Les internautes, dont je suis, consultant le site Internet de l’excellente émission de Radio France International (antenne de service public dont je salue, au passage, les personnels qui vivent actuellement un plan social douloureux), L’Atelier des médias, peuvent en ce moment assister, en vidéo, aux dernières heures d’un quotidien, à savoir le Rocky Mountain News de Denver, aux Etats-Unis : voilà donc des auditeurs de radio fréquentant le site de leur émission préférée sur Internet, où ils apprennent, presque en direct, la disparition d’un journal « papier » à l’autre bout du monde. Toujours en Amérique, un autre quotidien plus que centenaire, le Post-Intelligencer de Seattle, publie aujourd’hui sa dernière édition « papier » avant de devenir un journal uniquement virtuel…

A l’heure de la révolution numérique, l’anecdote est significative d’un temps où la mort prochaine de la presse écrite semble évidente et où il est de bon ton de condamner à brève échéance les éditeurs continuant à publier des journaux ou des magazines « papier ».

Il ne fait pas de doute que l’accélération du taux de raccordement des ménages à Internet dans les pays occidentaux depuis le début des années 2000 a généré une modification des pratiques d’accès à l’information, particulièrement vraie chez les moins de vingt-cinq ans pour lesquels le web représente une source apparemment inépuisable et gratuite de contenus écrits et audiovisuels sans cesse renouvelés.

Ainsi, comme je le soulignais dans mon rapport d’octobre 2008 pour notre commission des affaires culturelles sur l’impact des nouveaux médias sur la jeunesse, « selon un sondage Ipsos de novembre 2004, Internet est […] le média préféré pour 61% des 15-25 ans et l’Office des communications britannique a récemment mis en lumière le fait que le temps consacré à naviguer sur la toile était devenu, pour les jeunes britanniques, supérieur à celui passé devant la télévision. La génération digitale passe globalement 800 heures par an à l’école, 80 heures à discuter avec sa famille et 1 500 heures devant un écran ».

La désaffection parallèle des jeunes générations pour la lecture de la presse écrite d’information générale ne serait pas inquiétante en soi si ce public était suffisamment averti de la qualité et du statut des contenus en ligne. Or, les 15/25 ans ont majoritairement tendance à naviguer sur la toile de lien en lien, au gré de leur inspiration, plutôt qu’à faire une recherche précise ou à mobiliser des sites qu’ils connaîtraient par avance, constat qui m’a amené, dans le rapport précité, à mettre en garde contre le potentiel de manipulation et de désinformation que recèle Internet.

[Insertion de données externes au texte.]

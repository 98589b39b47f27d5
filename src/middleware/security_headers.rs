//! Security-related response headers for browser clients.
//!
//! Applied at the Router level. Intentionally configuration-free; extend
//! with Config knobs if a deployment ever needs different values.

use axum::Router;
use axum::http::header::{HeaderName, HeaderValue};
use tower_http::set_header::SetResponseHeaderLayer;

/// Apply common security headers to all responses.
pub fn apply(router: Router) -> Router {
    router
        // Clickjacking protection (legacy + modern)
        .layer(SetResponseHeaderLayer::if_not_present(
            HeaderName::from_static("x-frame-options"),
            HeaderValue::from_static("DENY"),
        ))
        .layer(SetResponseHeaderLayer::if_not_present(
            HeaderName::from_static("content-security-policy"),
            HeaderValue::from_static("frame-ancestors 'none'"),
        ))
        // Prevent MIME sniffing
        .layer(SetResponseHeaderLayer::if_not_present(
            HeaderName::from_static("x-content-type-options"),
            HeaderValue::from_static("nosniff"),
        ))
        // Limit referrer leakage
        .layer(SetResponseHeaderLayer::if_not_present(
            HeaderName::from_static("referrer-policy"),
            HeaderValue::from_static("no-referrer"),
        ))
}
/*
 * Responsibility
 * - drinks CRUD
 * - recipe is stored as serialized JSON text; (de)serialization lives in
 *   the DTO layer, this module only moves strings
 */
use sqlx::PgPool;

use super::error::RepoError;

#[derive(Debug, Clone, sqlx::FromRow)]
pub struct DrinkRow {
    #[sqlx(rename = "drinkId")]
    pub drink_id: i64,

    pub title: String,
    pub recipe: String,
}

pub async fn list(pool: &PgPool) -> Result<Vec<DrinkRow>, RepoError> {
    let rows = sqlx::query_as::<_, DrinkRow>(
        r#"
        SELECT "drinkId", title, recipe
        FROM drinks
        ORDER BY "drinkId"
        "#,
    )
    .fetch_all(pool)
    .await?;

    Ok(rows)
}

pub async fn get(pool: &PgPool, drink_id: i64) -> Result<Option<DrinkRow>, RepoError> {
    let row = sqlx::query_as::<_, DrinkRow>(
        r#"
        SELECT "drinkId", title, recipe
        FROM drinks
        WHERE "drinkId" = $1
        "#,
    )
    .bind(drink_id)
    .fetch_optional(pool)
    .await?;

    Ok(row)
}

pub async fn create(pool: &PgPool, title: &str, recipe: &str) -> Result<DrinkRow, RepoError> {
    let row = sqlx::query_as::<_, DrinkRow>(
        r#"
        INSERT INTO drinks (title, recipe)
        VALUES ($1, $2)
        RETURNING "drinkId", title, recipe
        "#,
    )
    .bind(title)
    .bind(recipe)
    .fetch_one(pool)
    .await
    .map_err(RepoError::from_sqlx)?;

    Ok(row)
}

pub async fn update(
    pool: &PgPool,
    drink_id: i64,
    title: Option<&str>,
    recipe: Option<&str>,
) -> Result<Option<DrinkRow>, RepoError> {
    let row = sqlx::query_as::<_, DrinkRow>(
        r#"
        UPDATE drinks
        SET
            title = COALESCE($2, title),
            recipe = COALESCE($3, recipe)
        WHERE "drinkId" = $1
        RETURNING "drinkId", title, recipe
        "#,
    )
    .bind(drink_id)
    .bind(title)
    .bind(recipe)
    .fetch_optional(pool)
    .await
    .map_err(RepoError::from_sqlx)?;

    Ok(row)
}

pub async fn delete(pool: &PgPool, drink_id: i64) -> Result<bool, RepoError> {
    let result = sqlx::query(
        r#"
        DELETE FROM drinks
        WHERE "drinkId" = $1
        "#,
    )
    .bind(drink_id)
    .execute(pool)
    .await?;

    Ok(result.rows_affected() > 0)
}
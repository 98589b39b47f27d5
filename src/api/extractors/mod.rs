/*!
 * Authentication context extractor
 *
 * Responsibility:
 * - hand the verified claim context (AuthCtx) to handlers
 *
 * Public API:
 * - AuthCtx
 * - AuthCtxExtractor
 */
mod auth_ctx;

pub use auth_ctx::{AuthCtx, AuthCtxExtractor};
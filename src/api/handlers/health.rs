/*
 * Responsibility
 * - GET /health (liveness, no auth)
 */
use axum::{Json, http::StatusCode, response::IntoResponse};
use serde_json::json;

pub async fn health() -> impl IntoResponse {
    (StatusCode::OK, Json(json!({"status": "ok"})))
}
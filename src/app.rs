/*
 * Responsibility
 * - Config load → dependency construction → Router assembly
 * - middleware application (CORS / security headers / HTTP layer)
 * - axum::serve() startup
 */
use std::{panic, process, sync::Arc, time::Duration};

use anyhow::{Context, Result};
use axum::Router;
use sqlx::postgres::PgPoolOptions;
use tracing_subscriber::{layer::SubscriberExt, util::SubscriberInitExt};

use crate::api;
use crate::config::Config;
use crate::error::AppError;
use crate::middleware;
use crate::services::auth::{AuthService, JwksClient};
use crate::state::AppState;

fn init_tracing() {
    // Prefer RUST_LOG if set; otherwise use a sensible default.
    // Ex:
    // RUST_LOG=info,coffeeshop_api=debug,tower_http=debug cargo run
    let filter = tracing_subscriber::EnvFilter::try_from_default_env()
        .unwrap_or_else(|_| tracing_subscriber::EnvFilter::new("info,tower_http=info"));

    tracing_subscriber::registry()
        .with(filter)
        .with(tracing_subscriber::fmt::layer())
        .init();
}

fn init_panic_hook(abort_on_panic: bool) {
    // Keep the default hook as a fallback (prints to stderr with location/payload).
    let default_hook = panic::take_hook();

    panic::set_hook(Box::new(move |info| {
        // Always surface panics via tracing so they don't get "lost"
        // (stderr can be hidden depending on how the process is launched).
        tracing::error!(?info, "panic");

        // In development, fail fast. In production, prefer the default
        // behavior (stderr) and let the server keep running.
        if abort_on_panic {
            process::abort();
        } else {
            default_hook(info);
        }
    }))
}

pub async fn run() -> Result<()> {
    init_tracing();
    let config = Config::from_env()?;

    let abort_on_panic = !config.app_env.is_production();
    init_panic_hook(abort_on_panic);

    tracing::info!(
        "starting API in {:?} mode on {}",
        config.app_env,
        config.addr
    );

    let state = build_state(&config).await?;
    let app = build_router(state, &config);

    let listener = tokio::net::TcpListener::bind(config.addr).await?;
    axum::serve(listener, app).await?;

    Ok(())
}

pub async fn build_state(config: &Config) -> Result<AppState> {
    let db = PgPoolOptions::new()
        .max_connections(10)
        .acquire_timeout(Duration::from_secs(5))
        .connect(&config.database_url)
        .await
        .context("connecting to postgres")?;

    sqlx::migrate!()
        .run(&db)
        .await
        .context("running migrations")?;

    let jwks = JwksClient::new(config.jwks_url.clone())?;
    let auth = AuthService::new(
        jwks,
        &config.issuer,
        &config.auth_audience,
        config.access_token_leeway_seconds,
    );

    Ok(AppState::new(db, Arc::new(auth)))
}

pub fn build_router(state: AppState, config: &Config) -> Router {
    let router = Router::new()
        .merge(api::routes(state.clone()))
        .fallback(not_found)
        .method_not_allowed_fallback(method_not_allowed)
        .with_state(state);

    let router = middleware::cors::apply(router, config);
    let router = middleware::security_headers::apply(router);
    middleware::http::apply(router)
}

async fn not_found() -> AppError {
    AppError::NotFound
}

async fn method_not_allowed() -> AppError {
    AppError::MethodNotAllowed
}
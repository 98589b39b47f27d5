//! CORS policy for browser clients of the drinks API.
//!
//! Development is permissive (Allow-Origin: *), production allows only the
//! origins listed in Config. Credentials are never allowed; auth travels in
//! the Authorization header, not in cookies.

use axum::Router;
use axum::http::{HeaderName, HeaderValue, Method, header};
use tower_http::cors::{AllowOrigin, Any, CorsLayer};

use crate::config::Config;

/// Apply the CORS policy to the given Router.
///
/// IMPORTANT:
/// - Never combine wildcard origin (`Any`) with `allow_credentials(true)`.
pub fn apply(router: Router, config: &Config) -> Router {
    let cors = if config.app_env.is_production() {
        // Exact-match allowlist. An empty list allows none rather than all.
        let allowed: Vec<HeaderValue> = config
            .cors_allowed_origins
            .iter()
            .filter_map(|s| HeaderValue::from_str(s).ok())
            .collect();

        let allow_origin = AllowOrigin::predicate(move |origin: &HeaderValue, _req| {
            allowed.iter().any(|v| v == origin)
        });

        CorsLayer::new().allow_origin(allow_origin)
    } else {
        // Development: permissive (no credentials)
        CorsLayer::new().allow_origin(Any)
    }
    .allow_methods([
        Method::GET,
        Method::POST,
        Method::PATCH,
        Method::DELETE,
        Method::OPTIONS,
    ])
    .allow_headers([
        header::AUTHORIZATION,
        header::CONTENT_TYPE,
        header::ACCEPT,
        HeaderName::from_static("x-request-id"),
    ])
    .max_age(std::time::Duration::from_secs(60 * 10));

    router.layer(cors)
}
/*
 * Responsibility
 * - app-wide AppError definition
 * - IntoResponse impl (HTTP status / JSON error body)
 * - RepoError / auth error conversions in one place
 *
 * Every error body has the same shape:
 *   {"success": false, "error": <status code>, "message": "<text>"}
 */
use axum::{
    Json,
    http::StatusCode,
    response::{IntoResponse, Response},
};
use serde::Serialize;
use thiserror::Error;

use crate::repos::error::RepoError;
use crate::services::auth::AuthError;

#[derive(Debug, Serialize)]
pub struct ErrorBody {
    pub success: bool,
    pub error: u16,
    pub message: String,
}

#[derive(Debug, Error)]
pub enum AppError {
    #[error(transparent)]
    Auth(#[from] AuthError),

    #[error("Resource Not Found")]
    NotFound,

    #[error("Not Processable")]
    Unprocessable,

    #[error("Bad Request")]
    BadRequest,

    #[error("Method Not Allowed")]
    MethodNotAllowed,

    #[error("Internal Server Error")]
    Internal,
}

impl AppError {
    pub fn status(&self) -> StatusCode {
        match self {
            AppError::Auth(err) => err.status(),
            AppError::NotFound => StatusCode::NOT_FOUND,
            AppError::Unprocessable => StatusCode::UNPROCESSABLE_ENTITY,
            AppError::BadRequest => StatusCode::BAD_REQUEST,
            AppError::MethodNotAllowed => StatusCode::METHOD_NOT_ALLOWED,
            AppError::Internal => StatusCode::INTERNAL_SERVER_ERROR,
        }
    }
}

impl IntoResponse for AppError {
    fn into_response(self) -> Response {
        let status = self.status();
        let body = ErrorBody {
            success: false,
            error: status.as_u16(),
            message: self.to_string(),
        };

        (status, Json(body)).into_response()
    }
}

// Read-path mapping: a store failure on a read is an unexpected 500.
// Write handlers map RepoError to Unprocessable explicitly at the call site.
impl From<RepoError> for AppError {
    fn from(e: RepoError) -> Self {
        match e {
            RepoError::Conflict => AppError::Unprocessable,
            RepoError::Db(_) => AppError::Internal,
        }
    }
}

#[cfg(test)]
mod tests {
    use super::*;

    #[test]
    fn auth_errors_keep_their_own_status() {
        let err = AppError::Auth(AuthError::PermissionsMissing);
        assert_eq!(err.status(), StatusCode::BAD_REQUEST);

        let err = AppError::Auth(AuthError::TokenExpired);
        assert_eq!(err.status(), StatusCode::UNAUTHORIZED);
    }

    #[test]
    fn generic_errors_map_to_standard_statuses() {
        assert_eq!(AppError::NotFound.status(), StatusCode::NOT_FOUND);
        assert_eq!(
            AppError::Unprocessable.status(),
            StatusCode::UNPROCESSABLE_ENTITY
        );
        assert_eq!(
            AppError::MethodNotAllowed.status(),
            StatusCode::METHOD_NOT_ALLOWED
        );
    }
}
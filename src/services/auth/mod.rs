/*!
 * Bearer-token verification.
 *
 * Responsibility:
 * - JwksClient: fetch + cache the issuer's signing key set
 * - AuthService: header parsing, signature/claim verification, typed failures
 */
mod jwks;
mod verifier;

pub use jwks::{JwksClient, JwksError};
pub use verifier::{AuthError, AuthService, Claims, bearer_token};
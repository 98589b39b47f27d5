/*
 * Responsibility
 * - URL structure of the API
 * - which routes sit behind which permission scope; each guarded
 *   sub-router gets its own scope via route_layer before merging
 */
use axum::{
    Router,
    routing::{delete, get, patch, post},
};

use crate::api::handlers::{
    drinks::{create_drink, delete_drink, list_drinks, list_drinks_detail, update_drink},
    health::health,
};
use crate::middleware::auth::access;
use crate::state::AppState;

pub fn routes(state: AppState) -> Router<AppState> {
    let public = Router::new()
        .route("/health", get(health))
        .route("/drinks", get(list_drinks));

    let detail = access::require(
        Router::new().route("/drinks-detail", get(list_drinks_detail)),
        state.clone(),
        "get:drinks-detail",
    );

    let create = access::require(
        Router::new().route("/drinks", post(create_drink)),
        state.clone(),
        "post:drinks",
    );

    let update = access::require(
        Router::new().route("/drinks/{id}", patch(update_drink)),
        state.clone(),
        "patch:drinks",
    );

    let remove = access::require(
        Router::new().route("/drinks/{id}", delete(delete_drink)),
        state,
        "delete:drinks",
    );

    public
        .merge(detail)
        .merge(create)
        .merge(update)
        .merge(remove)
}
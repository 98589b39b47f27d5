pub mod drink_repo;
pub mod error;
//! JSON Web Key Set client.
//!
//! The identity provider publishes its public signing keys at
//! `https://{domain}/.well-known/jwks.json`. Keys rotate rarely, so the set
//! is cached for the lifetime of the process and refetched once when a
//! token arrives with a `kid` the cached set does not contain.

use std::sync::Arc;
use std::time::Duration;

use jsonwebtoken::DecodingKey;
use jsonwebtoken::jwk::{Jwk, JwkSet};
use tokio::sync::RwLock;
use url::Url;

// Bound on the outbound key-set fetch so a slow provider cannot hold
// request handling hostage.
const FETCH_TIMEOUT: Duration = Duration::from_secs(10);

#[derive(Debug, thiserror::Error)]
pub enum JwksError {
    #[error("key set fetch failed: {0}")]
    Fetch(#[from] reqwest::Error),
    #[error("no signing key matches the token key id")]
    UnknownKid,
    #[error("matched key cannot be used for verification")]
    UnsupportedKey,
}

#[derive(Clone)]
pub struct JwksClient {
    url: Url,
    http: reqwest::Client,
    cache: Arc<RwLock<Option<JwkSet>>>,
}

impl JwksClient {
    pub fn new(url: Url) -> Result<Self, JwksError> {
        let http = reqwest::Client::builder().timeout(FETCH_TIMEOUT).build()?;

        Ok(Self {
            url,
            http,
            cache: Arc::new(RwLock::new(None)),
        })
    }

    /// Resolve the decoding key for `kid`.
    ///
    /// Checks the cached set first, then refreshes once. A `kid` that is
    /// still unknown after the refresh is reported as `UnknownKid`.
    pub async fn decoding_key(&self, kid: &str) -> Result<DecodingKey, JwksError> {
        if let Some(set) = self.cache.read().await.as_ref()
            && let Some(jwk) = set.find(kid)
        {
            return decoding_key_from(jwk);
        }

        let set = self.fetch().await?;
        let key = match set.find(kid) {
            Some(jwk) => decoding_key_from(jwk),
            None => Err(JwksError::UnknownKid),
        };

        *self.cache.write().await = Some(set);
        key
    }

    async fn fetch(&self) -> Result<JwkSet, JwksError> {
        tracing::debug!(url = %self.url, "fetching signing key set");

        let set = self
            .http
            .get(self.url.clone())
            .send()
            .await?
            .error_for_status()?
            .json::<JwkSet>()
            .await?;

        Ok(set)
    }
}

fn decoding_key_from(jwk: &Jwk) -> Result<DecodingKey, JwksError> {
    DecodingKey::from_jwk(jwk).map_err(|_| JwksError::UnsupportedKey)
}
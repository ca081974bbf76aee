// Failure taxonomy for source ingestion
//
// Reference-level failures never leave the fetcher as errors: they are
// rendered with `embedded()` and written into the artifact instead.

use thiserror::Error;

/// Prefix every embedded failure carries so the downstream reader can spot it.
pub const ERROR_MARKER: &str = "[ERROR]";

#[derive(Debug, Error)]
pub enum FetchError {
    #[error("File not found: {0}")]
    NotFound(String),

    #[error("Failed to read {path}: {source}")]
    Io {
        path: String,
        #[source]
        source: std::io::Error,
    },

    #[error("Request to {url} failed: {source}")]
    Transport {
        url: String,
        #[source]
        source: reqwest::Error,
    },

    #[error("Request to {url} returned HTTP {status}")]
    HttpStatus { url: String, status: u16 },

    #[error("Document parsing failed for {path}: {reason}")]
    DocumentParse { path: String, reason: String },

    #[error("Document converter '{command}' is not available. Install it with: pip install docling")]
    ConverterUnavailable { command: String },
}

impl FetchError {
    /// Text written into the artifact in place of the source content
    pub fn embedded(&self) -> String {
        format!("{} {}", ERROR_MARKER, self)
    }
}
// Binary document conversion (PDF, DOCX, PPTX -> Markdown)
//
// The converter is an injected capability: `detect_converter` probes for the
// external tool once at startup and the fetcher is built with the result.
// A fetcher without a converter reports every document as unavailable.

use async_trait::async_trait;
use std::path::{Path, PathBuf};
use std::process::Stdio;
use std::sync::Arc;
use tokio::process::Command;
use tracing::{debug, info};

use crate::errors::FetchError;

/// Turns a document on disk into Markdown text.
#[async_trait]
pub trait DocumentConverter: Send + Sync {
    /// Command or backend name, used in advisory messages
    fn name(&self) -> &str;

    async fn convert(&self, path: &Path) -> Result<String, FetchError>;
}

/// Converter backed by the `docling` command line tool.
///
/// Runs with table structure recognition (accurate mode) and formula
/// enrichment on, OCR off.
pub struct DoclingConverter {
    command: String,
}

impl DoclingConverter {
    pub fn new(command: impl Into<String>) -> Self {
        Self {
            command: command.into(),
        }
    }

    /// Return a converter if `command --version` runs successfully.
    pub async fn detect(command: &str) -> Option<Self> {
        let status = Command::new(command)
            .arg("--version")
            .stdout(Stdio::null())
            .stderr(Stdio::null())
            .status()
            .await;

        match status {
            Ok(s) if s.success() => {
                info!("Document converter available: {}", command);
                Some(Self::new(command))
            }
            Ok(s) => {
                debug!("{} --version exited with {}", command, s);
                None
            }
            Err(e) => {
                debug!("Document converter {} not found: {}", command, e);
                None
            }
        }
    }

    fn parse_error(&self, path: &Path, reason: impl Into<String>) -> FetchError {
        FetchError::DocumentParse {
            path: path.display().to_string(),
            reason: reason.into(),
        }
    }
}

#[async_trait]
impl DocumentConverter for DoclingConverter {
    fn name(&self) -> &str {
        &self.command
    }

    async fn convert(&self, path: &Path) -> Result<String, FetchError> {
        let out_dir = tempfile::TempDir::new().map_err(|e| FetchError::Io {
            path: std::env::temp_dir().display().to_string(),
            source: e,
        })?;

        let output = Command::new(&self.command)
            .arg(path)
            .args([
                "--to",
                "md",
                "--no-ocr",
                "--table-mode",
                "accurate",
                "--enrich-formula",
                "--output",
            ])
            .arg(out_dir.path())
            .stdin(Stdio::null())
            .output()
            .await
            .map_err(|e| self.parse_error(path, e.to_string()))?;

        if !output.status.success() {
            let stderr = String::from_utf8_lossy(&output.stderr);
            let last_line = stderr.lines().last().unwrap_or("").trim().to_string();
            return Err(self.parse_error(
                path,
                format!("{} exited with {}: {}", self.command, output.status, last_line),
            ));
        }

        let markdown_path = find_markdown_output(out_dir.path(), path)
            .ok_or_else(|| self.parse_error(path, "converter produced no Markdown output"))?;

        std::fs::read_to_string(&markdown_path).map_err(|e| FetchError::Io {
            path: markdown_path.display().to_string(),
            source: e,
        })
    }
}

/// `<stem>.md` in the output directory, or the first `.md` file found there.
fn find_markdown_output(out_dir: &Path, input: &Path) -> Option<PathBuf> {
    if let Some(stem) = input.file_stem() {
        let expected = out_dir.join(stem).with_extension("md");
        if expected.exists() {
            return Some(expected);
        }
    }

    std::fs::read_dir(out_dir)
        .ok()?
        .filter_map(|entry| entry.ok())
        .map(|entry| entry.path())
        .find(|p| p.extension().map(|ext| ext == "md").unwrap_or(false))
}

/// Probe once for the configured converter.
pub async fn detect_converter(command: &str) -> Option<Arc<dyn DocumentConverter>> {
    DoclingConverter::detect(command)
        .await
        .map(|c| Arc::new(c) as Arc<dyn DocumentConverter>)
}
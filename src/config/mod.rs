// Configuration module
// Public interface for configuration loading

pub mod constants;
mod loader;
mod settings;

pub use loader::{load_config, load_config_from};
pub use settings::{Config, FetchSettings};
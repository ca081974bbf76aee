// Content normalizer - HTML to Markdown
//
// Pure function of its input: parse with scraper, drop elements that carry
// no reader-facing text, then render the remaining <body> as Markdown.

mod markdown;

use scraper::{ElementRef, Html};

use markdown::MarkdownWriter;

/// Elements removed before conversion, together with everything inside them.
pub const STRIPPED_TAGS: &[&str] = &["script", "style", "nav", "footer", "iframe", "noscript"];

/// Convert an HTML document (or fragment) into readable Markdown.
///
/// Only the `<body>` is rendered; when the parser produced none the whole
/// document is used instead.
pub fn html_to_markdown(html: &str) -> String {
    let document = Html::parse_document(html);
    let root = document.root_element();

    let body = root
        .children()
        .filter_map(ElementRef::wrap)
        .find(|el| el.value().name() == "body")
        .unwrap_or(root);

    let mut writer = MarkdownWriter::default();
    writer.render_children(body);
    writer.finish()
}

/// Cheap sniff for bodies served without a useful content type.
pub fn looks_like_html(text: &str) -> bool {
    let head: String = text
        .trim_start()
        .chars()
        .take(512)
        .collect::<String>()
        .to_ascii_lowercase();
    head.starts_with("<!doctype html") || head.starts_with("<html") || head.contains("<body")
}

#[cfg(test)]
mod tests {
    use super::*;

    #[test]
    fn strips_noise_elements() {
        let html = r#"<html><head><style>.x { color: red } STYLE_MARKER</style></head>
            <body>
              <nav>NAV_MARKER home | about</nav>
              <h1>Title</h1>
              <script>var SCRIPT_MARKER = 1;</script>
              <p>Body text.</p>
              <iframe src="ad.html">IFRAME_MARKER</iframe>
              <footer>FOOTER_MARKER copyright</footer>
            </body></html>"#;

        let md = html_to_markdown(html);
        for marker in [
            "STYLE_MARKER",
            "NAV_MARKER",
            "SCRIPT_MARKER",
            "IFRAME_MARKER",
            "FOOTER_MARKER",
        ] {
            assert!(!md.contains(marker), "{} leaked into: {}", marker, md);
        }
        assert!(md.contains("# Title"));
        assert!(md.contains("Body text."));
    }

    #[test]
    fn nested_noise_inside_content_is_removed() {
        let html = "<body><div><p>keep</p><div><script>SCRIPT_MARKER()</script></div></div></body>";
        let md = html_to_markdown(html);
        assert_eq!(md, "keep");
    }

    #[test]
    fn renders_headings_lists_and_emphasis() {
        let html = "<body>\
            <h2>Model</h2>\
            <p>The <strong>force</strong> is <em>proportional</em> to <code>m * a</code>.</p>\
            <ul><li>first</li><li>second</li></ul>\
            <ol><li>one</li><li>two</li></ol>\
            </body>";

        let md = html_to_markdown(html);
        assert!(md.contains("## Model"));
        assert!(md.contains("The **force** is *proportional* to `m * a`."));
        assert!(md.contains("- first\n- second"));
        assert!(md.contains("1. one\n2. two"));
    }

    #[test]
    fn list_items_wrapped_in_paragraphs_keep_their_markers() {
        let md = html_to_markdown("<body><ul><li><p>one</p></li><li><p>two</p></li></ul></body>");
        assert_eq!(md, "- one\n- two");

        let html = "<body><ol>\n  <li>\n    <p>one</p>\n    <p>more</p>\n  </li>\n  \
            <li><div>two</div></li>\n</ol><p>after</p></body>";
        assert_eq!(html_to_markdown(html), "1. one\n   more\n2. two\n\nafter");
    }

    #[test]
    fn nested_lists_are_indented_under_their_item() {
        let html = "<body><ul><li>a<ul><li>b</li></ul></li><li>c</li></ul></body>";
        assert_eq!(html_to_markdown(html), "- a\n  - b\n- c");
    }

    #[test]
    fn renders_links_and_preformatted_blocks() {
        let html = "<body><p>See <a href=\"https://example.com/paper\">the paper</a>.</p>\
            <pre>fn main() {\n    run();\n}</pre></body>";

        let md = html_to_markdown(html);
        assert!(md.contains("[the paper](https://example.com/paper)"));
        assert!(md.contains("```\nfn main() {\n    run();\n}\n```"));
    }

    #[test]
    fn renders_simple_tables() {
        let html = "<body><table>\
            <tr><th>Symbol</th><th>Meaning</th></tr>\
            <tr><td>g</td><td>gravity</td></tr>\
            </table></body>";

        let md = html_to_markdown(html);
        assert!(md.contains("| Symbol | Meaning |"));
        assert!(md.contains("| --- | --- |"));
        assert!(md.contains("| g | gravity |"));
    }

    #[test]
    fn fragment_without_body_is_still_converted() {
        let md = html_to_markdown("<p>just a fragment</p>");
        assert_eq!(md, "just a fragment");
    }

    #[test]
    fn collapses_whitespace_and_blank_runs() {
        let html = "<body><p>a   lot\n\n of    space</p><div></div><div></div><p>next</p></body>";
        let md = html_to_markdown(html);
        assert_eq!(md, "a lot of space\n\nnext");
    }

    #[test]
    fn output_is_deterministic() {
        let html = "<body><h3>x</h3><p>y</p></body>";
        assert_eq!(html_to_markdown(html), html_to_markdown(html));
    }

    #[test]
    fn sniffs_markup() {
        assert!(looks_like_html("  <!DOCTYPE html><html></html>"));
        assert!(looks_like_html("<html lang=\"en\">"));
        assert!(!looks_like_html("plain notes about < and >"));
    }
}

Dans ce contexte, difficile de croire à l’avenir des journaux quotidiens et, même, de la grand’messe du « Vingt heures » télévisé, d’autant plus depuis que des titres comme Le Monde, Libération ou La Tribune ont connu de graves difficultés économiques entraînant des réductions d’effectif jusque dans les rédactions et de douloureux changements de management, alors que L’Humanité ou France Soir paraissent en état de perpétuelle convalescence.

Cette macabre impression est confirmée, ces dernières semaines, par la brutale descente aux enfers de puissants groupes de presse américains, comme Tribune, éditeur du Los Angeles Times et du Chicago Tribune, placé sous la protection de la loi sur les faillites en décembre dernier alors qu’à la même époque, les propriétaires du New York Times, confronté à une chute de 13% des recettes publicitaires du quotidien de référence new yorkais en 2008, décidaient d’hypothéquer le prestigieux siège du journal, en plein cœur de Manhattan.

Parallèlement, deux des principaux éditeurs européens de presse, l’allemand Bertelsmann et l’italien Mondadori, envisagent 2009 comme une « annus horribilis » pour leur secteur, qui serait marquée par un recul des recettes publicitaires supérieur à 10%. Ces sombres perspectives d’activité ont d’ores et déjà incité Bertelsmann à interrompre la publication de trois magazines en Europe.

Si le fait que des groupes de médias soient touchés significativement par la crise économique actuelle n’est pas une surprise, le phénomène est inquiétant dans la mesure où l’édition et la diffusion de journaux et de magazines sur support « papier » sont des activités déjà fragilisées par la révolution numérique.

Or, malgré la baisse importante des investissements publicitaires que connaîtront les médias en général en 2009, il est probable que ceux réalisés sur Internet continueront à progresser au détriment des chiffres d’affaires des autres supports. En 2008, Internet captait ainsi 15% des investissements publicitaires contre seulement 9,6% en 2006. Ce sont 516 millions d’euros de recettes publicitaires, en augmentation de 12,6% par rapport à 2007, qu’a engrangées Internet l’année dernière, contre 316 millions pour les quotidiens nationaux, un montant en baisse de 4,4% par rapport à l’exercice précédent. Cette évolution structurelle du marché de la publicité est en fait représentative de l’intérêt grandissant des annonceurs pour des supports permettant une segmentation fine des publics visés.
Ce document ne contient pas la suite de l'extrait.